2026-01-27

La desolación del dueño de Argenfer: "Vi consumirse el trabajo de 45 años en minutos"

El incendio en Argenfer destruyó el histórico comercio y dejó a 20 trabajadores en la incertidumbre. Su dueño relató el dramático momento.

El incendio en Argenfer no solo consumió un edificio: arrasó con la historia de un emprendimiento levantado durante casi medio siglo. Gustavo Ares, dueño del lugar, vivió una madrugada cargada de tensión.

“Fue una noche larga. Eran cerca de las 2 de la mañana, estaba trabajando y haciendo pedidos cuando me sonó el celular por la alarma. Pensé que era un robo”, relató aún conmocionado.

Al llegar al lugar, Ares advirtió que el fuego se había iniciado en un taller mecánico lindero y ya avanzaba con fuerza. “Había humo y llamas. Me llamó el dueño del taller para que viniera urgente”, recordó.

La escena fue desesperante. Según su testimonio, los bomberos tuvieron dificultades para combatir el incendio.

Les pedí que apagaran el fuego, pero no tenían agua. Durante mucho tiempo no tuvieron agua para poder detener el incendio”.

Ese lapso resultó decisivo: las llamas avanzaron sin control y el daño fue total.

La desolación 

Una frase de Ares resumió la pena que envuelve a quienes día a día desarrollaban tareas en el lugar: “Vi consumirse el trabajo de 45 años en minutos”.

Argenfer no era solo un comercio. Era el resultado de décadas de inversión, esfuerzo y crecimiento. Maquinarias, herramientas, stock y estructura quedaron reducidos a cenizas.

Para su dueño, la pérdida es material y emocional.

20 trabajadores afectados

El incendio también golpea de lleno al plano laboral. En esa sucursal de Argenfer trabajaban 20 empleados, cuyo futuro inmediato ahora es incierto.

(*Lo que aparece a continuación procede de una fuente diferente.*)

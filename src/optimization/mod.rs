//! optimization — L-BFGS cost minimizer and unified error surface.
//!
//! Purpose
//! -------
//! Provide the numerical optimization layer used by the fitting code: an
//! Argmin-backed minimizer for scalar costs over unconstrained parameter
//! vectors, plus a single error/result surface for configuration issues,
//! numerical failures, and backend solver errors.
//!
//! Key behaviors
//! -------------
//! - Expose a high-level API for **minimizing costs** `c(θ)`
//!   (`cost_minimizer`), including solver configuration, stopping criteria,
//!   finite-difference gradients, and best-iterate recovery.
//! - Normalize every failure into `errors::OptError` with the common
//!   `OptResult<T>` alias.
//!
//! Conventions
//! -----------
//! - Parameters and gradients use the `ndarray` aliases `Theta` and `Grad`.
//! - Public entrypoints that can fail return `OptResult<T>`; callers never
//!   see raw Argmin errors.
//! - Diagnostics go through the `log` facade; the optional `obs_slog`
//!   feature adds Argmin's terminal observer for verbose runs.

pub mod cost_minimizer;
pub mod errors;

// ---- Optional convenience prelude for downstream crates -------------------

pub mod prelude {
    pub use super::cost_minimizer::prelude::*;
    pub use super::errors::{OptError, OptResult};
}
//! circuit::components — component values of the passive tone stack.
//!
//! The network is a potentiometer of total resistance `Rp` split into
//! `Rp1`/`Rp2` by the control value, bridged by a series R-C shunt branch
//! and loaded by a parallel R-C series branch, with fixed feedback and input
//! impedances. Values are fixed configuration, not fitted.
use crate::circuit::{
    control::validate_control,
    errors::{CircuitError, CircuitResult},
};

/// Tone-stack component values (ohms and farads).
///
/// - `pot_ohms`: total pot resistance `Rp`.
/// - `feedback_ohms` / `input_ohms`: `Zf` and `Zin`.
/// - `shunt_ohms` + `shunt_farads`: series R-C branch `Zp = R + 1/(sC)`.
/// - `series_ohms` ∥ `series_farads`: branch `Zs = 1/(sC + 1/R)`.
/// - `taper_slope` / `taper_offset`: pot law `Rp1 = (k·Tp + ε)·Rp`. The
///   offset keeps both pot halves non-zero at the ends of travel.
#[derive(Debug, Clone, Copy, PartialEq)]
pub struct ToneStack {
    pub pot_ohms: f64,
    pub feedback_ohms: f64,
    pub input_ohms: f64,
    pub shunt_ohms: f64,
    pub shunt_farads: f64,
    pub series_ohms: f64,
    pub series_farads: f64,
    pub taper_slope: f64,
    pub taper_offset: f64,
}

impl Default for ToneStack {
    fn default() -> Self {
        Self {
            pot_ohms: 20_000.0,
            feedback_ohms: 1_000.0,
            input_ohms: 1_000.0,
            shunt_ohms: 220.0,
            shunt_farads: 220e-9,
            series_ohms: 10_000.0,
            series_farads: 220e-9,
            taper_slope: 0.99998,
            taper_offset: 1e-5,
        }
    }
}

impl ToneStack {
    /// Check that every component is finite and positive and that the pot
    /// law keeps `Rp2 > 0` over the whole travel.
    ///
    /// # Errors
    /// - [`CircuitError::InvalidComponent`] naming the first bad value.
    /// - [`CircuitError::InvalidTaper`] when `slope + offset >= 1`.
    pub fn validate(&self) -> CircuitResult<()> {
        let named = [
            ("pot", self.pot_ohms),
            ("feedback", self.feedback_ohms),
            ("input", self.input_ohms),
            ("shunt resistor", self.shunt_ohms),
            ("shunt capacitor", self.shunt_farads),
            ("series resistor", self.series_ohms),
            ("series capacitor", self.series_farads),
            ("taper slope", self.taper_slope),
            ("taper offset", self.taper_offset),
        ];
        for (name, value) in named {
            if !value.is_finite() || value <= 0.0 {
                return Err(CircuitError::InvalidComponent { name, value });
            }
        }
        if self.taper_slope + self.taper_offset >= 1.0 {
            return Err(CircuitError::InvalidTaper {
                slope: self.taper_slope,
                offset: self.taper_offset,
            });
        }
        Ok(())
    }

    /// Split the pot at control value `tp` into `(Rp1, Rp2)`.
    ///
    /// # Errors
    /// - [`CircuitError::InvalidControlValue`] when `tp` is outside `[0, 1]`.
    pub fn split(&self, tp: f64) -> CircuitResult<(f64, f64)> {
        let tp = validate_control(tp)?;
        let fraction = self.taper_slope * tp + self.taper_offset;
        Ok((fraction * self.pot_ohms, (1.0 - fraction) * self.pot_ohms))
    }
}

La destrucción total del establecimiento deja sin actividad a una fuente de empleo clave, lo que suma preocupación en un contexto económico ya complejo.

Un edificio que no se podría recuperar

Mirando cómo quedó el lugar, se estima casi con seguridad que el inmueble no tendría otro destino que la demolición.

Esto implica que no solo se perdió el equipamiento, sino también la estructura edilicia, cerrando —al menos por ahora— cualquier posibilidad de reactivación rápida del lugar.